Raising forks bad points
Lowering the front in this way will change the attitude of the bike and should be approached with caution. Going too far could grate negative handling traits as you are now in the realm of altering the bike’s rake and trail. The bike’s ride height will also be lower causing bike to bottom out over bumps, not ideal when riding off-road. The change could also reduce stability at speed, as the bike’s wheelbase is shorter, and the front end is stouter than before.
What about dialling out some pre-load?
Most bikes will come with some level of suspension adjustment as standard. The most common thing to adjust is the preload. Normally this will come in the form of a threaded ring that is moved up and down the rear shock by turning it one way or another. The further up the shock you wind it, the more pre-load you are introducing to the bike. Introducing more tension to the spring in this way will increase the ride height of the static bike. Reducing the amount of tension in the spring will have the opposite effect.

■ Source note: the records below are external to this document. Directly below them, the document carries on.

//! Key-value persistence behind the stage flow.
//!
//! The flow only ever touches one key, but the store is a plain string map so
//! backends stay trivial to swap: in-memory for tests, a JSON file for real
//! sessions, and an always-failing store for restricted environments.

use std::collections::BTreeMap;
use std::fs;
use std::io;
use std::path::PathBuf;

use thiserror::Error;

use ubers_config::{StorageBackend, UbersConfig};
use ubers_utils::{AtomicWriteOptions, FileSyncPolicy, PersistMode, atomic_write_with_options};

#[derive(Debug, Error)]
pub enum StoreError {
    #[error("storage is unavailable")]
    Unavailable,
    #[error("storage I/O failed at {}: {source}", path.display())]
    Io { path: PathBuf, source: io::Error },
    #[error("storage file {} is corrupt: {source}", path.display())]
    Corrupt {
        path: PathBuf,
        source: serde_json::Error,
    },
}

pub trait KeyValueStore {
    fn get(&self, key: &str) -> Result<Option<String>, StoreError>;
    fn set(&mut self, key: &str, value: &str) -> Result<(), StoreError>;
    fn remove(&mut self, key: &str) -> Result<(), StoreError>;
}

impl<S: KeyValueStore + ?Sized> KeyValueStore for Box<S> {
    fn get(&self, key: &str) -> Result<Option<String>, StoreError> {
        (**self).get(key)
    }

    fn set(&mut self, key: &str, value: &str) -> Result<(), StoreError> {
        (**self).set(key, value)
    }

    fn remove(&mut self, key: &str) -> Result<(), StoreError> {
        (**self).remove(key)
    }
}

/// Process-local store. Nothing survives a restart.
#[derive(Debug, Clone, Default)]
pub struct MemoryStore {
    entries: BTreeMap<String, String>,
}

impl MemoryStore {
    #[must_use]
    pub fn new() -> Self {
        Self::default()
    }

    #[must_use]
    pub fn with_entry(key: &str, value: &str) -> Self {
        let mut store = Self::new();
        store.entries.insert(key.to_string(), value.to_string());
        store
    }

    #[must_use]
    pub fn contains(&self, key: &str) -> bool {
        self.entries.contains_key(key)
    }
}

impl KeyValueStore for MemoryStore {
    fn get(&self, key: &str) -> Result<Option<String>, StoreError> {
        Ok(self.entries.get(key).cloned())
    }

    fn set(&mut self, key: &str, value: &str) -> Result<(), StoreError> {
        self.entries.insert(key.to_string(), value.to_string());
        Ok(())
    }

    fn remove(&mut self, key: &str) -> Result<(), StoreError> {
        self.entries.remove(key);
        Ok(())
    }
}

/// A store that refuses every operation, standing in for storage the
/// environment does not provide.
#[derive(Debug, Clone, Copy, Default)]
pub struct UnavailableStore;

impl KeyValueStore for UnavailableStore {
    fn get(&self, _key: &str) -> Result<Option<String>, StoreError> {
        Err(StoreError::Unavailable)
    }

    fn set(&mut self, _key: &str, _value: &str) -> Result<(), StoreError> {
        Err(StoreError::Unavailable)
    }

    fn remove(&mut self, _key: &str) -> Result<(), StoreError> {
        Err(StoreError::Unavailable)
    }
}

/// JSON object on disk, rewritten atomically on every change.
#[derive(Debug, Clone)]
pub struct FileStore {
    path: PathBuf,
}

impl FileStore {
    /// Open a store at `path`, restoring a backup left by an interrupted write.
    #[must_use]
    pub fn open(path: impl Into<PathBuf>) -> Self {
        let path = path.into();
        ubers_utils::recover_bak_file(&path);
        Self { path }
    }

    fn read_entries(&self) -> Result<BTreeMap<String, String>, StoreError> {
        let content = match fs::read_to_string(&self.path) {
            Ok(content) => content,
            Err(e) if e.kind() == io::ErrorKind::NotFound => return Ok(BTreeMap::new()),
            Err(source) => {
                return Err(StoreError::Io {
                    path: self.path.clone(),
                    source,
                });
            }
        };
        if content.trim().is_empty() {
            return Ok(BTreeMap::new());
        }
        serde_json::from_str(&content).map_err(|source| StoreError::Corrupt {
            path: self.path.clone(),
            source,
        })
    }

    /// Entries to rewrite from, and whether an unreadable file was
    /// discarded to get them. A corrupt file never blocks a write.
    fn writable_entries(&self) -> Result<(BTreeMap<String, String>, bool), StoreError> {
        match self.read_entries() {
            Ok(entries) => Ok((entries, false)),
            Err(err @ StoreError::Corrupt { .. }) => {
                tracing::warn!("Discarding unreadable state file: {err}");
                Ok((BTreeMap::new(), true))
            }
            Err(err) => Err(err),
        }
    }

    fn write_entries(&self, entries: &BTreeMap<String, String>) -> Result<(), StoreError> {
        let io_err = |source| StoreError::Io {
            path: self.path.clone(),
            source,
        };
        if let Some(parent) = self.path.parent()
            && !parent.as_os_str().is_empty()
        {
            fs::create_dir_all(parent).map_err(io_err)?;
        }
        let json = serde_json::to_vec_pretty(entries).map_err(|source| StoreError::Corrupt {
            path: self.path.clone(),
            source,
        })?;
        atomic_write_with_options(
            &self.path,
            &json,
            AtomicWriteOptions {
                file_sync: FileSyncPolicy::SyncAll,
                sync_parent_dir: true,
                mode: PersistMode::OwnerOnly,
            },
        )
        .map_err(io_err)
    }
}

impl KeyValueStore for FileStore {
    fn get(&self, key: &str) -> Result<Option<String>, StoreError> {
        Ok(self.read_entries()?.remove(key))
    }

    fn set(&mut self, key: &str, value: &str) -> Result<(), StoreError> {
        let (mut entries, _) = self.writable_entries()?;
        entries.insert(key.to_string(), value.to_string());
        self.write_entries(&entries)
    }

    fn remove(&mut self, key: &str) -> Result<(), StoreError> {
        let (mut entries, discarded) = self.writable_entries()?;
        if entries.remove(key).is_none() && !discarded {
            return Ok(());
        }
        if entries.is_empty() {
            return match fs::remove_file(&self.path) {
                Ok(()) => Ok(()),
                Err(e) if e.kind() == io::ErrorKind::NotFound => Ok(()),
                Err(source) => Err(StoreError::Io {
                    path: self.path.clone(),
                    source,
                }),
            };
        }
        self.write_entries(&entries)
    }
}

/// Build the store described by `config` (defaults when absent).
///
/// Never fails: with no resolvable state path the returned store is
/// [`UnavailableStore`], and the flow degrades to starting at the invite.
#[must_use]
pub fn open_store(config: Option<&UbersConfig>) -> Box<dyn KeyValueStore> {
    let default_config = UbersConfig::default();
    let config = config.unwrap_or(&default_config);

    match config.storage_backend() {
        StorageBackend::Memory => Box::new(MemoryStore::new()),
        StorageBackend::File => match config.state_path() {
            Some(path) => {
                tracing::debug!(path = %path.display(), "Using file-backed stage store");
                Box::new(FileStore::open(path))
            }
            None => {
                tracing::warn!("No data directory available; stage will not persist");
                Box::new(UnavailableStore)
            }
        },
    }
}
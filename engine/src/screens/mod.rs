//! The five screens, one per stage.
//!
//! A screen is mounted when its stage becomes current and dropped when the
//! stage changes. It owns its delayed effects as a [`Schedule`], so dropping
//! the screen cancels everything still pending. Its only output is a single
//! [`StageComplete`] per mount.

mod access;
mod contract;
mod invite;
mod reject;
mod sign;

use std::time::Duration;

use chrono::{DateTime, Local};

use ubers_types::{MountId, Stage, StageComplete, Transition};

use crate::schedule::Schedule;

pub use access::{ACCESS_STATUS_MESSAGES, AccessScreen, DECODE_STEPS, Playback, format_clock};
pub use contract::{CLAUSES, CONTRACT_STATUS_MESSAGES, Clause, ContractScreen};
pub use invite::{INVITE_LINES, InviteScreen};
pub use reject::{COUNTDOWN_START, RejectScreen};
pub use sign::{DECLINE_PROMPT, MIN_SIGNATURE_CHARS, SignPhase, SignScreen};

/// User intents, already decoded from raw key events.
#[derive(Debug, Clone, Copy, PartialEq, Eq)]
pub enum ScreenAction {
    Submit,
    Cancel,
    Confirm,
    Decline,
    Input(char),
    Backspace,
    TogglePlay,
    SeekForward,
    SeekBackward,
    VolumeUp,
    VolumeDown,
    Reset,
}

/// Per-run settings screens need at mount time.
#[derive(Debug, Clone, Copy, PartialEq)]
pub struct ScreenContext {
    pub track_length: Duration,
    pub initial_volume: f32,
}

impl Default for ScreenContext {
    fn default() -> Self {
        Self {
            track_length: Duration::from_secs(94),
            initial_volume: 0.8,
        }
    }
}

#[derive(Debug, Clone, Copy, PartialEq, Eq)]
enum CompletionState {
    Open,
    Pending(Transition),
    Delivered,
}

/// Guarantees a screen completes at most once per mount.
#[derive(Debug)]
struct Completion {
    mount: MountId,
    state: CompletionState,
}

impl Completion {
    fn new(mount: MountId) -> Self {
        Self {
            mount,
            state: CompletionState::Open,
        }
    }

    /// Record the completion; later calls are ignored.
    fn emit(&mut self, transition: Transition) -> bool {
        if self.state != CompletionState::Open {
            return false;
        }
        self.state = CompletionState::Pending(transition);
        true
    }

    fn is_settled(&self) -> bool {
        self.state != CompletionState::Open
    }

    fn take(&mut self) -> Option<StageComplete> {
        match self.state {
            CompletionState::Pending(transition) => {
                self.state = CompletionState::Delivered;
                Some(StageComplete::new(self.mount, transition))
            }
            CompletionState::Open | CompletionState::Delivered => None,
        }
    }
}

/// Screens driven by a [`Schedule`] of their own task type.
trait Timed {
    type Task;

    fn schedule_mut(&mut self) -> &mut Schedule<Self::Task>;

    fn fire(&mut self, task: Self::Task);

    /// Run every task due within `delta`, in deadline order.
    fn advance(&mut self, delta: Duration) {
        let until = self.schedule_mut().horizon(delta);
        while let Some(task) = self.schedule_mut().pop_due(until) {
            self.fire(task);
        }
        self.schedule_mut().settle(until);
    }
}

/// Wall-clock moment captured at mount, shown in screen footers.
#[derive(Debug, Clone, Copy)]
pub struct SessionStamp {
    at: DateTime<Local>,
}

impl SessionStamp {
    #[must_use]
    pub fn now() -> Self {
        Self { at: Local::now() }
    }

    #[must_use]
    pub fn at(at: DateTime<Local>) -> Self {
        Self { at }
    }

    /// Millisecond timestamp in upper-case base 36.
    #[must_use]
    pub fn code(&self) -> String {
        to_base36(self.millis()).to_ascii_uppercase()
    }

    /// Last six digits of the millisecond timestamp.
    #[must_use]
    pub fn short_code(&self) -> String {
        format!("{:06}", self.millis() % 1_000_000)
    }

    #[must_use]
    pub fn date(&self) -> String {
        self.at.format("%d/%m/%Y").to_string()
    }

    #[must_use]
    pub fn time(&self) -> String {
        self.at.format("%H:%M").to_string()
    }

    /// A four-digit "frequency" derived from the timestamp.
    #[must_use]
    pub fn frequency_khz(&self) -> u64 {
        1000 + self.millis() % 9000
    }

    fn millis(&self) -> u64 {
        u64::try_from(self.at.timestamp_millis()).unwrap_or_default()
    }
}

fn to_base36(mut n: u64) -> String {
    const DIGITS: &[u8; 36] = b"0123456789abcdefghijklmnopqrstuvwxyz";
    if n == 0 {
        return "0".to_string();
    }
    let mut out = Vec::new();
    while n > 0 {
        out.push(DIGITS[(n % 36) as usize]);
        n /= 36;
    }
    out.reverse();
    String::from_utf8(out).unwrap_or_default()
}

/// The mounted screen. Rendering is a total function of this enum.
#[derive(Debug)]
pub enum Screen {
    Invite(InviteScreen),
    Contract(ContractScreen),
    Sign(SignScreen),
    Reject(RejectScreen),
    Access(AccessScreen),
}

impl Screen {
    #[must_use]
    pub fn mount(stage: Stage, mount: MountId, context: &ScreenContext) -> Self {
        match stage {
            Stage::Invite => Screen::Invite(InviteScreen::new(mount)),
            Stage::Contract => Screen::Contract(ContractScreen::new(mount)),
            Stage::Sign => Screen::Sign(SignScreen::new(mount)),
            Stage::Reject => Screen::Reject(RejectScreen::new(mount)),
            Stage::Access => Screen::Access(AccessScreen::new(mount, context)),
        }
    }

    #[must_use]
    pub fn stage(&self) -> Stage {
        match self {
            Screen::Invite(_) => Stage::Invite,
            Screen::Contract(_) => Stage::Contract,
            Screen::Sign(_) => Stage::Sign,
            Screen::Reject(_) => Stage::Reject,
            Screen::Access(_) => Stage::Access,
        }
    }

    #[must_use]
    pub fn mount_id(&self) -> MountId {
        self.completion().mount
    }

    pub fn tick(&mut self, delta: Duration) {
        match self {
            Screen::Invite(s) => s.tick(delta),
            Screen::Contract(s) => s.tick(delta),
            Screen::Sign(s) => s.tick(delta),
            Screen::Reject(s) => s.tick(delta),
            Screen::Access(s) => s.tick(delta),
        }
    }

    pub fn handle(&mut self, action: ScreenAction) {
        match self {
            Screen::Invite(s) => s.handle(action),
            Screen::Contract(s) => s.handle(action),
            Screen::Sign(s) => s.handle(action),
            Screen::Reject(s) => s.handle(action),
            Screen::Access(s) => s.handle(action),
        }
    }

    /// Whether the screen has already emitted its completion.
    #[must_use]
    pub fn is_settled(&self) -> bool {
        self.completion().is_settled()
    }

    pub fn take_completion(&mut self) -> Option<StageComplete> {
        self.completion_mut().take()
    }

    fn completion(&self) -> &Completion {
        match self {
            Screen::Invite(s) => &s.completion,
            Screen::Contract(s) => &s.completion,
            Screen::Sign(s) => &s.completion,
            Screen::Reject(s) => &s.completion,
            Screen::Access(s) => &s.completion,
        }
    }

    fn completion_mut(&mut self) -> &mut Completion {
        match self {
            Screen::Invite(s) => &mut s.completion,
            Screen::Contract(s) => &mut s.completion,
            Screen::Sign(s) => &mut s.completion,
            Screen::Reject(s) => &mut s.completion,
            Screen::Access(s) => &mut s.completion,
        }
    }
}
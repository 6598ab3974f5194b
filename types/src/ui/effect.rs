//! Screen-level animation effects.

use std::time::Duration;

use super::animation::{AnimPhase, EffectTimer};

#[derive(Debug, Clone, Copy, PartialEq, Eq)]
pub enum ScreenEffectKind {
    /// Whole screen fades in after a stage change.
    FadeIn,
    /// Horizontal shake used to reject invalid input.
    Shake,
}

#[derive(Debug, Clone)]
pub struct ScreenEffect {
    kind: ScreenEffectKind,
    timer: EffectTimer,
}

impl ScreenEffect {
    #[must_use]
    pub fn fade_in(duration: Duration) -> Self {
        Self {
            kind: ScreenEffectKind::FadeIn,
            timer: EffectTimer::new(duration),
        }
    }

    #[must_use]
    pub fn shake(duration: Duration) -> Self {
        Self {
            kind: ScreenEffectKind::Shake,
            timer: EffectTimer::new(duration),
        }
    }

    pub fn advance(&mut self, delta: Duration) {
        self.timer.advance(delta);
    }

    #[must_use]
    pub fn phase(&self) -> AnimPhase {
        self.timer.phase()
    }

    #[must_use]
    pub fn progress(&self) -> f32 {
        self.timer.progress()
    }

    #[must_use]
    pub fn kind(&self) -> ScreenEffectKind {
        self.kind
    }
}
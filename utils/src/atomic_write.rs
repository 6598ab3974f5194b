//! Atomic file write helpers.
//!
//! Writes go to a temp file in the destination directory and are renamed into
//! place. Where rename-over-existing fails, the old file is moved aside to a
//! `.bak` sibling first and restored if the second rename also fails.

use std::fs;
use std::io::{self, Write};
use std::path::Path;

use tempfile::NamedTempFile;
use tracing::debug;

#[derive(Debug, Clone, Copy, PartialEq, Eq, Default)]
pub enum PersistMode {
    /// Inherit the default umask.
    #[default]
    Default,
    /// Owner-only read/write (0o600 on Unix).
    OwnerOnly,
}

impl PersistMode {
    #[cfg(unix)]
    fn mode(self) -> Option<u32> {
        match self {
            Self::Default => None,
            Self::OwnerOnly => Some(0o600),
        }
    }
}

#[derive(Debug, Clone, Copy, PartialEq, Eq)]
pub enum FileSyncPolicy {
    SyncAll,
    SkipSync,
}

#[derive(Debug, Clone, Copy)]
pub struct AtomicWriteOptions {
    /// File sync policy for the temp file before persisting.
    pub file_sync: FileSyncPolicy,
    /// Sync the parent directory after the rename (best effort).
    pub sync_parent_dir: bool,
    pub mode: PersistMode,
}

impl Default for AtomicWriteOptions {
    fn default() -> Self {
        Self {
            file_sync: FileSyncPolicy::SyncAll,
            sync_parent_dir: false,
            mode: PersistMode::OwnerOnly,
        }
    }
}

/// Recover from an interrupted atomic write by restoring the `.bak` file.
///
/// If `path` is missing but `path.bak` exists, a crash happened between moving
/// the old file aside and renaming the new one into place.
pub fn recover_bak_file(path: &Path) {
    let backup = path.with_extension("bak");
    if !path.exists() && backup.exists() {
        match fs::rename(&backup, path) {
            Ok(()) => {
                tracing::warn!(
                    path = %path.display(),
                    "Recovered .bak file from interrupted atomic write"
                );
            }
            Err(e) => {
                tracing::warn!(
                    path = %path.display(),
                    "Failed to recover .bak file: {e}"
                );
            }
        }
    }
}

pub fn atomic_write(path: impl AsRef<Path>, bytes: &[u8]) -> io::Result<()> {
    atomic_write_with_options(path, bytes, AtomicWriteOptions::default())
}

pub fn atomic_write_with_options(
    path: impl AsRef<Path>,
    bytes: &[u8],
    options: AtomicWriteOptions,
) -> io::Result<()> {
    let path = path.as_ref();
    let parent = parent_dir(path);

    let mut tmp = NamedTempFile::new_in(parent)?;
    #[cfg(unix)]
    if let Some(mode) = options.mode.mode() {
        use std::os::unix::fs::PermissionsExt;
        fs::set_permissions(tmp.path(), fs::Permissions::from_mode(mode))?;
    }

    tmp.write_all(bytes)?;
    if matches!(options.file_sync, FileSyncPolicy::SyncAll) {
        tmp.as_file().sync_all()?;
    }

    if let Err(err) = tmp.persist(path) {
        if !path.exists() {
            return Err(err.error);
        }
        let backup_path = path.with_extension("bak");
        let _ = fs::remove_file(&backup_path);
        fs::rename(path, &backup_path)?;

        if let Err(rename_err) = err.file.persist(path) {
            let _ = fs::rename(&backup_path, path);
            return Err(rename_err.error);
        }
        if let Err(e) = fs::remove_file(&backup_path) {
            tracing::warn!(
                path = %backup_path.display(),
                "Failed to remove .bak after atomic write: {e}"
            );
        }
    }

    if options.sync_parent_dir {
        sync_parent_dir(parent);
    }

    Ok(())
}

fn parent_dir(path: &Path) -> &Path {
    match path.parent() {
        Some(parent) if !parent.as_os_str().is_empty() => parent,
        _ => Path::new("."),
    }
}

fn sync_parent_dir(parent: &Path) {
    #[cfg(unix)]
    if let Err(e) = fs::File::open(parent).and_then(|d| d.sync_all()) {
        debug!(path = %parent.display(), "Parent directory sync_all failed (best-effort): {e}");
    }
    #[cfg(not(unix))]
    debug!(path = %parent.display(), "Parent directory sync skipped on this platform");
}
//! Screen animation effects: fade-in on mount, shake on rejected input.

use ratatui::layout::Rect;
use ratatui::style::Color;

use ubers_types::ui::{ScreenEffect, ScreenEffectKind};

use crate::theme::Palette;

/// Horizontal offset for a shake at `progress`, decaying to rest.
fn shake_offset(progress: f32) -> i32 {
    let t = progress.clamp(0.0, 1.0);
    let decay = 1.0 - t;
    let oscillations = 2.5;
    let amplitude = 2.0;
    (f32::sin(t * std::f32::consts::TAU * oscillations) * amplitude * decay).round() as i32
}

/// Displace `base` for a shake effect, keeping it inside `viewport`.
/// Fade effects leave geometry untouched.
#[must_use]
pub fn apply_screen_effect(effect: &ScreenEffect, base: Rect, viewport: Rect) -> Rect {
    match effect.kind() {
        ScreenEffectKind::FadeIn => base,
        ScreenEffectKind::Shake => {
            let offset = shake_offset(effect.progress());
            let viewport_left = i32::from(viewport.x);
            let viewport_right = i32::from(viewport.x) + i32::from(viewport.width);
            let max_x = (viewport_right - i32::from(base.width)).max(viewport_left);
            let x = (i32::from(base.x) + offset).clamp(viewport_left, max_x) as u16;
            Rect { x, ..base }
        }
    }
}

/// Blend `to` over `from` by `t`. Only RGB colors can be mixed; named
/// colors switch over at the midpoint.
#[must_use]
pub fn fade_color(from: Color, to: Color, t: f32) -> Color {
    let t = ease_out_cubic(t);
    match (from, to) {
        (Color::Rgb(fr, fg, fb), Color::Rgb(tr, tg, tb)) => {
            let mix = |a: u8, b: u8| (f32::from(a) + (f32::from(b) - f32::from(a)) * t).round() as u8;
            Color::Rgb(mix(fr, tr), mix(fg, tg), mix(fb, tb))
        }
        _ if t < 0.5 => from,
        _ => to,
    }
}

/// Every foreground color of `palette` faded in from the background by `t`.
#[must_use]
pub fn fade_palette(palette: &Palette, t: f32) -> Palette {
    let fade = |color| fade_color(palette.bg, color, t);
    Palette {
        border: fade(palette.border),
        gold: fade(palette.gold),
        gold_soft: fade(palette.gold_soft),
        gold_dark: fade(palette.gold_dark),
        text_primary: fade(palette.text_primary),
        text_muted: fade(palette.text_muted),
        text_dim: fade(palette.text_dim),
        danger: fade(palette.danger),
        ..*palette
    }
}

fn ease_out_cubic(t: f32) -> f32 {
    let t = t.clamp(0.0, 1.0);
    let inv = 1.0 - t;
    1.0 - inv * inv * inv
}
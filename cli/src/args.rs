//! Command-line arguments.

use clap::Parser;

const KEYS: &str = "\
Keys:
  Enter           Continue / confirm
  Esc             Decline
  Space           Play or pause the transmission
  Left/Right      Seek 5 seconds
  Up/Down         Volume
  r               Restart the experience (final screen)
  Ctrl+C          Quit";

#[derive(Debug, Parser)]
#[command(name = "ubers", version)]
#[command(about = "A terminal rendition of the Ubers onboarding ritual")]
#[command(after_help = KEYS)]
pub struct Args {
    /// Forget the saved stage and start from the invite
    #[arg(long)]
    pub reset: bool,
}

Some front forks also come with pre-load adjustment built-in. As with any suspension adjustment, ensuring you return the bike to a neutral riding attitude is vital to attaining neutral and predictable handling.
Most motorcycles come pre-set with a middle-ground amount of pre-load installed. It’s designed to work for the widest range of riders in the widest range of riding conditions. Taking the bike outside of this range will take the bike out of the manufacturer’s recommended sag settings, this could adversely alter the bike’s handling.
Lowering with pre-load good points
As with pulling the forks through the yolk, adjusting pre-load requires few special tools, a model-specific C-spanner will be all you need. As with any type of suspension mods, if you are unsure, leave it for a professional or get a more experienced friend to double-check your work.
Lowering pre-load bad points
Keeping to recommended sag settings should mean your bike handles as the factory intended, moving outside of these settings should be approached with caution. Rather than step outside of the spring’s working range, it may be better to opt to a shorter spring.